Commerce en ligne: “l’effet Amazon”

 

Si les plateformes numériques sont naturellement propices à un phénomène de « winner takes all », nous avons montré dans la précédente chronique que ce phénomène était assez variable selon les marchés. Ainsi, le leader Amazon affiche une part de marché moins élevée que celle de Google sur les moteurs de recherche ou celle de Facebook sur les réseaux sociaux. En effet, Amazon représente 38 % du commerce en ligne aux Etats-Unis et 22 % en France.
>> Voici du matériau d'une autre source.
/// Outcome of a parse: the events sink handed back, plus the two flags a
/// caller needs to classify the key without interpreting events.
#[derive(Debug)]
pub struct Parsed<E> {
    pub events: E,
    /// False for bare-package keys and unbound wildcards.
    pub has_type_name: bool,
    pub malformed: bool,
}

/// Decode a whole key, reporting every production to `events`.
pub fn parse<E: KeyEvents>(key: &str, events: E) -> Parsed<E> {
    run(key, events, false)
}

/// Decode only the leading fully-qualified-name production (plus a secondary
/// type, if present) and stop. Used to classify the head of a key (e.g. to
/// tell a bare-package key from a type key) without committing to the rest;
/// callers that decide to continue re-parse in full.
pub fn parse_head<E: KeyEvents>(key: &str, events: E) -> Parsed<E> {
    run(key, events, true)
}

fn run<E: KeyEvents>(key: &str, events: E, head_only: bool) -> Parsed<E> {
    tracing::trace!(key, "parsing binding key");
    let mut scanner = Scanner::new(key);
    let mut parser = Parser {
        scanner: &mut scanner,
        events,
        key_start: 0,
        has_type_name: false,
        malformed: false,
        depth: 0,
    };
    parser.parse(head_only);
    Parsed {
        events: parser.events,
        has_type_name: parser.has_type_name,
        malformed: parser.malformed,
    }
}

struct Parser<'s, 'k, E> {
    scanner: &'s mut Scanner<'k>,
    events: E,
    /// Start of the current head production; local-type spans are cut from
    /// here to the scanner cursor.
    key_start: usize,
    has_type_name: bool,
    malformed: bool,
    depth: u32,
}

impl<'s, 'k, E: KeyEvents> Parser<'s, 'k, E> {
    fn parse(&mut self, head_only: bool) {
        self.parse_fully_qualified_name();
        if self.malformed {
            return;
        }
        self.parse_secondary_type();
        if self.malformed || head_only || !self.has_type_name {
            return;
        }
        self.events.consume_top_level_type();
        self.parse_inner_type();
        if self.malformed {
            return;
        }
        if self.scanner.at_parameters_start() {
            self.scanner.skip_parameters_start();
            if self.scanner.at_type_parameter() {
                self.parse_generic_type();
                if self.malformed {
                    return;
                }
                self.scanner.skip_parameters_end();
                self.scanner.skip_type_end();
                // Local types can be declared inside a generic type.
                self.parse_inner_type();
                if self.malformed {
                    return;
                }
            } else if self.scanner.at_raw_type_end() {
                self.scanner.skip_parameters_end();
                self.events.consume_raw_type();
                self.scanner.skip_type_end();
            } else {
                self.parse_parameterized_type(None, false);
                if self.malformed {
                    return;
                }
            }
        } else {
            self.events.consume_non_generic_type();
        }
        self.events.consume_type();
        self.parse_flags();
        if self.malformed {
            return;
        }
        if self.scanner.at_field_or_method() {
            self.parse_member();
        } else if self.scanner.at_type_variable() {
            self.parse_type_variable();
        }
    }

    /// Head production: wildcard/capture prefix, array-dimension prefix,
    /// then a fully-qualified type name or a bare package name.
    fn parse_fully_qualified_name(&mut self) {
        if self.depth >= MAX_DEPTH {
            self.report_malformed();
            return;
        }
        self.depth += 1;
        self.key_start = self.scanner.position();
        match self.scanner.next_token() {
            TokenKind::Capture => {
                self.events.consume_capture();
                self.parse_fully_qualified_name();
            }
            TokenKind::Wildcard => {
                let kind = match self.scanner.token_text() {
                    "+" => WildcardKind::Extends,
                    "-" => WildcardKind::Super,
                    _ => WildcardKind::Unbound,
                };
                self.events.consume_wildcard(kind);
                if kind != WildcardKind::Unbound {
                    self.parse_fully_qualified_name();
                }
            }
            TokenKind::Array => {
                self.events
                    .consume_array_dimension(self.scanner.token_text());
                match self.scanner.next_token() {
                    TokenKind::Type => self.consume_name(),
                    _ => self.report_malformed(),
                }
            }
            TokenKind::Type => self.consume_name(),
            TokenKind::Package => {
                let name = self.scanner.token_text();
                if name.is_empty() {
                    self.report_malformed();
                } else {
                    self.events.consume_package(name);
                }
            }
            _ => self.report_malformed(),
        }
        self.depth -= 1;
    }

    fn consume_name(&mut self) {
        let name = self.scanner.token_text();
        if name.is_empty() {
            self.report_malformed();
        } else {
            self.events.consume_fully_qualified_name(name);
            self.has_type_name = true;
        }
    }

    fn parse_secondary_type(&mut self) {
        if self.malformed || !self.scanner.at_secondary_type() {
            return;
        }
        match self.scanner.next_token() {
            TokenKind::Type => {
                let name = self.scanner.token_text();
                if name.is_empty() {
                    self.report_malformed();
                } else {
                    self.events.consume_secondary_type(name);
                }
            }
            _ => self.report_malformed(),
        }
    }

    /// Inner-type chain. A digit-led name marks a local/anonymous type: the
    /// rest of the chain is folded into one raw span cut from the start of
    /// the head production, scope markers included.
    fn parse_inner_type(&mut self) {
        while !self.malformed && self.scanner.at_member_type() {
            match self.scanner.next_token() {
                TokenKind::Type => {
                    let name = self.scanner.token_text();
                    if name.is_empty() {
                        self.report_malformed();
                        return;
                    }
                    if name.as_bytes()[0].is_ascii_digit() {
                        while self.scanner.at_member_type() {
                            if self.scanner.next_token() != TokenKind::Type {
                                break;
                            }
                        }
                        let raw = self.scanner.slice(self.key_start, self.scanner.position());
                        self.events.consume_local_type(raw);
                        return;
                    }
                    self.events.consume_member_type(name);
                }
                _ => {
                    self.report_malformed();
                    return;
                }
            }
        }
    }

    /// Declaration list of type parameters, `<T...;U...;>`.
    fn parse_generic_type(&mut self) {
        while !self.malformed && self.scanner.at_type_parameter() {
            match self.scanner.next_token() {
                TokenKind::Type => {
                    let name = self.scanner.token_text();
                    if name.is_empty() {
                        self.report_malformed();
                        return;
                    }
                    self.events.consume_type_parameter(name);
                }
                _ => {
                    self.report_malformed();
                    return;
                }
            }
        }
    }

    /// Type-argument list, plus the chain of member types that may follow a
    /// parameterized enclosing type (`X<A;>.Y<B;>.Z<>`), iteratively.
    fn parse_parameterized_type(&mut self, name: Option<&'k str>, is_raw: bool) {
        let mut name = name;
        let mut is_raw = is_raw;
        loop {
            if !is_raw {
                while !self.malformed
                    && !self.scanner.at_parameters_end()
                    && !self.scanner.at_eof()
                {
                    self.parse_type_argument();
                }
                if self.malformed {
                    return;
                }
            }
            self.scanner.skip_parameters_end();
            self.events.consume_parameterized_type(name, is_raw);
            self.scanner.skip_type_end();
            if !self.scanner.at_member_type() {
                return;
            }
            match self.scanner.next_token() {
                TokenKind::Type => {
                    let text = self.scanner.token_text();
                    if text.is_empty() {
                        self.report_malformed();
                        return;
                    }
                    name = Some(text);
                    if self.scanner.at_parameters_start() {
                        self.scanner.skip_parameters_start();
                        is_raw = self.scanner.at_raw_type_end();
                    } else {
                        // Member of a parameterized type used without its
                        // own argument list: there is no `>` to skip, so
                        // report it here and hand control back to the
                        // member-site step.
                        self.events.consume_parameterized_type(name, true);
                        return;
                    }
                }
                _ => {
                    self.report_malformed();
                    return;
                }
            }
        }
    }

    /// One type argument, recognized by a child parser over the shared
    /// scanner cursor. The child's sink is always delivered back; a child
    /// malformation stops the parent without re-firing the hook.
    fn parse_type_argument(&mut self) {
        if self.depth >= MAX_DEPTH {
            self.report_malformed();
            return;
        }
        let sink = self.events.fork();
        let key_start = self.scanner.position();
        let mut child = Parser {
            scanner: &mut *self.scanner,
            events: sink,
            key_start,
            has_type_name: false,
            malformed: false,
            depth: self.depth + 1,
        };
        child.parse(false);
        let child_malformed = child.malformed;
        let sink = child.events;
        self.events.consume_parser(sink);
        if child_malformed {
            self.malformed = true;
        }
    }

    fn parse_member(&mut self) {
        match self.scanner.next_token() {
            TokenKind::Field => {
                let name = self.scanner.token_text();
                if name.is_empty() {
                    self.report_malformed();
                    return;
                }
                self.events.consume_field(name);
                self.parse_flags();
            }
            TokenKind::Method => {
                let selector = self.scanner.token_text();
                let signature = self.scanner.skip_method_signature();
                self.events.consume_method(selector, signature);
                self.parse_flags();
                if self.malformed {
                    return;
                }
                if self.scanner.at_parameters_start() {
                    self.parse_parameterized_method();
                    if self.malformed {
                        return;
                    }
                }
                if self.scanner.at_local_variable() {
                    self.parse_local_variable();
                } else if self.scanner.at_type_variable() {
                    self.parse_type_variable();
                }
            }
            _ => self.report_malformed(),
        }
    }

    fn parse_parameterized_method(&mut self) {
        self.scanner.skip_parameters_start();
        while !self.malformed && !self.scanner.at_parameters_end() && !self.scanner.at_eof() {
            self.parse_type_argument();
        }
        if self.malformed {
            return;
        }
        self.scanner.skip_parameters_end();
        self.events.consume_parameterized_method();
    }

    /// Local-variable production: a digit-only name is a scope index and may
    /// chain through further `#` markers; anything else is the variable name.
    fn parse_local_variable(&mut self) {
        loop {
            match self.scanner.next_token() {
                TokenKind::LocalVar => {
                    let name = self.scanner.token_text();
                    if name.is_empty() {
                        self.report_malformed();
                        return;
                    }
                    if name.bytes().all(|b| b.is_ascii_digit()) {
                        match name.parse::<u32>() {
                            Ok(index) => self.events.consume_scope(index),
                            Err(_) => {
                                self.report_malformed();
                                return;
                            }
                        }
                        if self.scanner.at_local_variable() {
                            continue;
                        }
                        return;
                    }
                    self.events.consume_local_var(name);
                    self.parse_flags();
                    return;
                }
                _ => {
                    self.report_malformed();
                    return;
                }
            }
        }
    }

    fn parse_type_variable(&mut self) {
        match self.scanner.next_token() {
            TokenKind::Type => {
                let name = self.scanner.token_text();
                if name.is_empty() {
                    self.report_malformed();
                } else {
                    self.events.consume_type_variable(name);
                }
            }
            _ => self.report_malformed(),
        }
    }

    fn parse_flags(&mut self) {
        if self.malformed || !self.scanner.at_flags() {
            return;
        }
        match self.scanner.next_token() {
            TokenKind::Flags => {
                let digits = self.scanner.token_text();
                if digits.is_empty() {
                    self.report_malformed();
                } else {
                    self.events.consume_modifiers(digits);
                }
            }
            _ => self.report_malformed(),
        }
    }

    fn report_malformed(&mut self) {
        if self.malformed {
            return;
        }
        self.malformed = true;
        tracing::debug!(position = self.scanner.position(), "malformed binding key");
        self.events.malformed_key();
    }
}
Si l’on inclut les ventes physiques réalisées dans les commerces de détail, la part de marché d’Amazon tombe même à… 5 %.

Peut-on en conclure pour autant qu’Amazon n’exerce aucune influence sur le marché ? Pas si sûr. Comme le montre Cavallo dans une étude sur le cas américain, Amazon a modifié la manière dont les grandes chaînes de distribution telles que Walmart fixent leurs prix. Il met ainsi en évidence un double « effet Amazon ».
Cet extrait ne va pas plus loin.